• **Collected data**

*** Block opens ***

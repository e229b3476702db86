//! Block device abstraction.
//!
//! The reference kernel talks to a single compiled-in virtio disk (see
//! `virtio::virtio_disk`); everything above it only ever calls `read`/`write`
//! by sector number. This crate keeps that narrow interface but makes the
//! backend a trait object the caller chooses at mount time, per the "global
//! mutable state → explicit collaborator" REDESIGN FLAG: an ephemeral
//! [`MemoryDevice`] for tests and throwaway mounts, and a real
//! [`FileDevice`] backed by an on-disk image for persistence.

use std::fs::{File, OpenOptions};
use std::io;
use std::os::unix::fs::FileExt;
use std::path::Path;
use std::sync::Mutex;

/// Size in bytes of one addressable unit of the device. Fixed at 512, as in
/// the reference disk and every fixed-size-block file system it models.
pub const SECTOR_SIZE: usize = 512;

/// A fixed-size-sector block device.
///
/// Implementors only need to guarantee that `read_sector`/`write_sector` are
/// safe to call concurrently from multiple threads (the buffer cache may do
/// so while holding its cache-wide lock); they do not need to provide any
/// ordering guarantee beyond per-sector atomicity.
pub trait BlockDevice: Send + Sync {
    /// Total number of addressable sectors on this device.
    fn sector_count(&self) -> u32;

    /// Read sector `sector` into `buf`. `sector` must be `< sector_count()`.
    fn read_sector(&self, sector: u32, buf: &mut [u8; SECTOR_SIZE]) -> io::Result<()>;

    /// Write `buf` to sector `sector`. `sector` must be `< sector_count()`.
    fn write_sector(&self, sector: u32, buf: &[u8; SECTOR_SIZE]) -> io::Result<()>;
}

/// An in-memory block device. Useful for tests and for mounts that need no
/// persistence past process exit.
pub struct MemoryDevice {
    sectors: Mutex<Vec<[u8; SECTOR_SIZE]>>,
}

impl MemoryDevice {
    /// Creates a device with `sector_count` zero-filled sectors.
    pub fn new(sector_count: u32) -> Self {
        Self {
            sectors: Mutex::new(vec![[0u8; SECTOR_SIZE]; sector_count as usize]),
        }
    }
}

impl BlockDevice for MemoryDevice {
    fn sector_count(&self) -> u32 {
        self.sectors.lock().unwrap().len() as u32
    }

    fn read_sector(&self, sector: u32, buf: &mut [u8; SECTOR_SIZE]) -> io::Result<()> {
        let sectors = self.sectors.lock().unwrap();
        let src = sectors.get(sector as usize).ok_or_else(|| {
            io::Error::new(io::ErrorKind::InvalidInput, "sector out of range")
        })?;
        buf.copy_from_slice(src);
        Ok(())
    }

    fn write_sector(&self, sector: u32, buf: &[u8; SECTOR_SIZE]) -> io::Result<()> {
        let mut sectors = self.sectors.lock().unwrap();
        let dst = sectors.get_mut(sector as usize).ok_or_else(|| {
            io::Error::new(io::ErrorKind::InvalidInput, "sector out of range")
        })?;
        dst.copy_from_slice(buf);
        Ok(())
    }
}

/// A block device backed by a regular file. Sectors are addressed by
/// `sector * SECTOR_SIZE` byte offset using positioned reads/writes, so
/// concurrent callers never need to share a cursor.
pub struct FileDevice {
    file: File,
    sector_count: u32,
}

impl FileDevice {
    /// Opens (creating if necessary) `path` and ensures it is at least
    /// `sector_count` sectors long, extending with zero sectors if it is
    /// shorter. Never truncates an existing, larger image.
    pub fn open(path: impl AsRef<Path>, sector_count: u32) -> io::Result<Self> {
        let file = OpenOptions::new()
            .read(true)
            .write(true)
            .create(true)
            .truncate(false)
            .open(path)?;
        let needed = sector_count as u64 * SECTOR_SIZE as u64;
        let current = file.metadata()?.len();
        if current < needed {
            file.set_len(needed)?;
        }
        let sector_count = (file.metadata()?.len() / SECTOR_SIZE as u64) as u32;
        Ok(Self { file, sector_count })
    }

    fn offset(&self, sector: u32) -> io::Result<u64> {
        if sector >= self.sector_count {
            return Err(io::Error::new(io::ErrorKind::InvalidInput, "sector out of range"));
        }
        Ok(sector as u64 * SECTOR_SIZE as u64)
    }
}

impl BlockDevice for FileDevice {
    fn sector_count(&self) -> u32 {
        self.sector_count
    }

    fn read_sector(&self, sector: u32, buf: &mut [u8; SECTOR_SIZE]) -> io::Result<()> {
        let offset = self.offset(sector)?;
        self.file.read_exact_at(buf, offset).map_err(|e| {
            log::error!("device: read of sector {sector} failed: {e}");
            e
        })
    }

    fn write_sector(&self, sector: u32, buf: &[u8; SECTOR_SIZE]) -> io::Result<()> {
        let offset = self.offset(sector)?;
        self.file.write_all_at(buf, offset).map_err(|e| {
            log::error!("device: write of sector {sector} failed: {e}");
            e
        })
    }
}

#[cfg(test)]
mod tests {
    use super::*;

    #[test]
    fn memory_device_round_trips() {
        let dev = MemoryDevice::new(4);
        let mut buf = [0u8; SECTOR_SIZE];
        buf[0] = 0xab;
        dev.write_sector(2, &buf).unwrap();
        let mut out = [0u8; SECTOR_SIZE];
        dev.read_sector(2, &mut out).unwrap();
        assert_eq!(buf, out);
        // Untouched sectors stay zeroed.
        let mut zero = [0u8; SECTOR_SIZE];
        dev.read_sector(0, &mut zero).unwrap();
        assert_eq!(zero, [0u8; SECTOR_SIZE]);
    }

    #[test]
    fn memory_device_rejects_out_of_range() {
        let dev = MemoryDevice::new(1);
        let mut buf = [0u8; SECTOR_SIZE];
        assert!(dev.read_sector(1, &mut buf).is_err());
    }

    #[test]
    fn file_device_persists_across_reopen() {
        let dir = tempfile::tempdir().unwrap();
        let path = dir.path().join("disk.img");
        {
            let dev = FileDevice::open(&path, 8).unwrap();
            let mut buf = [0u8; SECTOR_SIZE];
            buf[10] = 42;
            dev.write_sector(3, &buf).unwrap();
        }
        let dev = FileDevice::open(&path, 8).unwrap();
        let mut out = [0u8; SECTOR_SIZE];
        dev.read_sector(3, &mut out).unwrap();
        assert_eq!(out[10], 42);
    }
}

*** Block closes ***

• **Assignment**
Could you write out all of the entries precisely as they stand?

• **Result below**
repository e229b3476702db86
//! Block device abstraction.
//!
//! The reference kernel talks to a single compiled-in virtio disk (see
//! `virtio::virtio_disk`); everything above it only ever calls `read`/`write`
//! by sector number. This crate keeps that narrow interface but makes the
//! backend a trait object the caller chooses at mount time, per the "global
//! mutable state → explicit collaborator" REDESIGN FLAG: an ephemeral
//! [`MemoryDevice`] for tests and throwaway mounts, and a real
//! [`FileDevice`] backed by an on-disk image for persistence.

use std::fs::{File, OpenOptions};
use std::io;
use std::os::unix::fs::FileExt;
use std::path::Path;
use std::sync::Mutex;

/// Size in bytes of one addressable unit of the device. Fixed at 512, as in
/// the reference disk and every fixed-size-block file system it models.
pub const SECTOR_SIZE: usize = 512;

/// A fixed-size-sector block device.
///
/// Implementors only need to guarantee that `read_sector`/`write_sector` are
/// safe to call concurrently from multiple threads (the buffer cache may do
/// so while holding its cache-wide lock); they do not need to provide any
/// ordering guarantee beyond per-sector atomicity.
pub trait BlockDevice: Send + Sync {
    /// Total number of addressable sectors on this device.
    fn sector_count(&self) -> u32;

    /// Read sector `sector` into `buf`. `sector` must be `< sector_count()`.
    fn read_sector(&self, sector: u32, buf: &mut [u8; SECTOR_SIZE]) -> io::Result<()>;

    /// Write `buf` to sector `sector`. `sector` must be `< sector_count()`.
    fn write_sector(&self, sector: u32, buf: &[u8; SECTOR_SIZE]) -> io::Result<()>;
}

/// An in-memory block device. Useful for tests and for mounts that need no
/// persistence past process exit.
pub struct MemoryDevice {
    sectors: Mutex<Vec<[u8; SECTOR_SIZE]>>,
}

impl MemoryDevice {
    /// Creates a device with `sector_count` zero-filled sectors.
    pub fn new(sector_count: u32) -> Self {
        Self {
            sectors: Mutex::new(vec![[0u8; SECTOR_SIZE]; sector_count as usize]),
        }
    }
}

impl BlockDevice for MemoryDevice {
    fn sector_count(&self) -> u32 {
        self.sectors.lock().unwrap().len() as u32
    }

    fn read_sector(&self, sector: u32, buf: &mut [u8; SECTOR_SIZE]) -> io::Result<()> {
        let sectors = self.sectors.lock().unwrap();
        let src = sectors.get(sector as usize).ok_or_else(|| {
            io::Error::new(io::ErrorKind::InvalidInput, "sector out of range")
        })?;
        buf.copy_from_slice(src);
        Ok(())
    }

    fn write_sector(&self, sector: u32, buf: &[u8; SECTOR_SIZE]) -> io::Result<()> {
        let mut sectors = self.sectors.lock().unwrap();
        let dst = sectors.get_mut(sector as usize).ok_or_else(|| {
            io::Error::new(io::ErrorKind::InvalidInput, "sector out of range")
        })?;
        dst.copy_from_slice(buf);
        Ok(())
    }
}

/// A block device backed by a regular file. Sectors are addressed by
/// `sector * SECTOR_SIZE` byte offset using positioned reads/writes, so
/// concurrent callers never need to share a cursor.
pub struct FileDevice {
    file: File,
    sector_count: u32,
}

impl FileDevice {
    /// Opens (creating if necessary) `path` and ensures it is at least
    /// `sector_count` sectors long, extending with zero sectors if it is
    /// shorter. Never truncates an existing, larger image.
    pub fn open(path: impl AsRef<Path>, sector_count: u32) -> io::Result<Self> {
        let file = OpenOptions::new()
            .read(true)
            .write(true)
            .create(true)
            .truncate(false)
            .open(path)?;
        let needed = sector_count as u64 * SECTOR_SIZE as u64;
        let current = file.metadata()?.len();
        if current < needed {
            file.set_len(needed)?;
        }
        let sector_count = (file.metadata()?.len() / SECTOR_SIZE as u64) as u32;
        Ok(Self { file, sector_count })
    }

    fn offset(&self, sector: u32) -> io::Result<u64> {
        if sector >= self.sector_count {
            return Err(io::Error::new(io::ErrorKind::InvalidInput, "sector out of range"));
        }
        Ok(sector as u64 * SECTOR_SIZE as u64)
    }
}

impl BlockDevice for FileDevice {
    fn sector_count(&self) -> u32 {
        self.sector_count
    }

    fn read_sector(&self, sector: u32, buf: &mut [u8; SECTOR_SIZE]) -> io::Result<()> {
        let offset = self.offset(sector)?;
        self.file.read_exact_at(buf, offset).map_err(|e| {
            log::error!("device: read of sector {sector} failed: {e}");
            e
        })
    }

    fn write_sector(&self, sector: u32, buf: &[u8; SECTOR_SIZE]) -> io::Result<()> {
        let offset = self.offset(sector)?;
        self.file.write_all_at(buf, offset).map_err(|e| {
            log::error!("device: write of sector {sector} failed: {e}");
            e
        })
    }
}

#[cfg(test)]
mod tests {
    use super::*;

    #[test]
    fn memory_device_round_trips() {
        let dev = MemoryDevice::new(4);
        let mut buf = [0u8; SECTOR_SIZE];
        buf[0] = 0xab;
        dev.write_sector(2, &buf).unwrap();
        let mut out = [0u8; SECTOR_SIZE];
        dev.read_sector(2, &mut out).unwrap();
        assert_eq!(buf, out);
        // Untouched sectors stay zeroed.
        let mut zero = [0u8; SECTOR_SIZE];
        dev.read_sector(0, &mut zero).unwrap();
        assert_eq!(zero, [0u8; SECTOR_SIZE]);
    }

    #[test]
    fn memory_device_rejects_out_of_range() {
        let dev = MemoryDevice::new(1);
        let mut buf = [0u8; SECTOR_SIZE];
        assert!(dev.read_sector(1, &mut buf).is_err());
    }

    #[test]
    fn file_device_persists_across_reopen() {
        let dir = tempfile::tempdir().unwrap();
        let path = dir.path().join("disk.img");
        {
            let dev = FileDevice::open(&path, 8).unwrap();
            let mut buf = [0u8; SECTOR_SIZE];
            buf[10] = 42;
            dev.write_sector(3, &buf).unwrap();
        }
        let dev = FileDevice::open(&path, 8).unwrap();
        let mut out = [0u8; SECTOR_SIZE];
        dev.read_sector(3, &mut out).unwrap();
        assert_eq!(out[10], 42);
    }
}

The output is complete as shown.